Non è una decisione saggia correre al mattino senza assumere alcuni liquidi. Il "Manuale del corridore competitivo" raccomanda di seguire le linee guida sull'idratazione dell'American College of Sports Medicine. Circa due ore prima che tu abbia intenzione di correre, bevi due 8 once. tazze di liquido. Aspetta un'ora. Se non hai urinato, bevi un altro bicchiere. Tra cinque e 15 minuti del tuo orario di inizio, consuma un'altra o due tazze di liquido. Una volta che inizi a correre, la funzionalità renale diminuirà e i liquidi rimarranno nel tuo corpo. I fluidi ti aiuteranno a mantenere una frequenza cardiaca e una temperatura corporea più basse durante la corsa, a sua volta mettendo meno sforzo sul tuo corpo.
Mentre devi idratarti prima di correre la mattina, fai attenzione a non idratare eccessivamente . Secondo un articolo di "Running Times" del 2007, i corridori che consumano troppa acqua o altri liquidi - costringendosi a bere anche quando non hanno sete - potrebbero effettivamente ridurre la loro capacità di conservare i liquidi durante la corsa. Questo accade perché il tuo corpo è in uno stato di costante idratazione. Un composto nei reni che li aiuta a rispondere alla disidratazione conservando i liquidi diminuisce dopo lunghi periodi di idratazione. Pertanto, i reni non riescono a trattenere i liquidi durante la corsa, portando a grave disidratazione e altri problemi di salute. Come per molte altre cose, la moderazione è la chiave dell'idratazione.
Quando possibile, dovresti mangiare prima di correre la mattina. Il cibo aumenterà i livelli di energia nei muscoli, il che ti darà la potenza sufficiente per superare la corsa. Mangiare fornisce anche al tuo corpo e al cervello i nutrienti di cui hanno bisogno per funzionare a livelli ottimali. Se mangi prima di correre, probabilmente avrai un livello più alto di resistenza e ti sentirai meglio con il tuo allenamento.
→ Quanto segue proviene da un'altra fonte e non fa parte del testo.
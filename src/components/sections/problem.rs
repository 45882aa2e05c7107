//! Problem statement: three staggered glass cards plus the impact panel.

use dioxus::prelude::*;

use crate::components::GlassCard;
use crate::context::use_revealed;
use crate::motion_plan::{self, PROBLEM_CARDS, PROBLEM_SECTION};

const PROBLEMS: &[(&str, &str)] = &[
    (
        "\u{1F50D}",
        "Students struggle to find relevant internships and job opportunities",
    ),
    (
        "\u{1F465}",
        "Recruiters face difficulty in reaching qualified candidates",
    ),
    (
        "\u{23F1}",
        "Manual application processes are time-consuming and inefficient",
    ),
];

const IMPACTS: &[&str] = &["Missed Opportunities", "Delayed Placements", "Inefficient Hiring"];

#[component]
pub fn ProblemSection() -> Element {
    let revealed = use_revealed();
    let fired = revealed().contains(PROBLEM_CARDS);

    rsx! {
        section {
            class: "deck-section",
            "data-reveal-container": "{PROBLEM_SECTION}",
            div { class: "section-inner",
                h2 { class: "section-title text-gradient-purple-cyan", "Problem Statement" }
                p { class: "section-subtitle", "Current Challenges in the Job Market" }

                div { class: "card-grid",
                    for (i, (glyph, description)) in PROBLEMS.iter().enumerate() {
                        div {
                            key: "{i}",
                            style: "{motion_plan::styled(fired, PROBLEM_CARDS, i)}",
                            GlassCard {
                                glyph: glyph.to_string(),
                                description: description.to_string(),
                            }
                        }
                    }
                }

                div { class: "impact-panel accent-red",
                    h3 { class: "impact-title", "Impact" }
                    div { class: "chip-row",
                        for impact in IMPACTS {
                            span { class: "chip accent-red", "{impact}" }
                        }
                    }
                }
            }
        }
    }
}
Se sei un mattiniero che ha il tempo di fare colazione e lasciarlo digerire prima correndo, dovresti farlo. Mangiare cibi a basso contenuto di grassi ad alto contenuto di carboidrati e contengono una moderata quantità di proteine e mirano a consumare tra le 400 e le 800 calorie. Toast, frutta, cereali e bagel sono buone opzioni. Se dormi fino al momento di rotolare giù dal letto e colpire il marciapiede, non avrai il tempo di digerire un pasto completo prima di correre. Questo potrebbe causare nausea o crampi prima di correre. Prova una bevanda a base di carboidrati o un gel energetico mentre corri fuori dalla porta. Se riesci a digerirlo, qualcosa di leggero, come mezzo bagel è una buona opzione. Un pasto ricco di carboidrati la sera prima può anche aiutarti ad alimentare. Per evitare l'affaticamento, consuma un pasto post-corsa contenente carboidrati e proteine entro un'ora dalla corsa.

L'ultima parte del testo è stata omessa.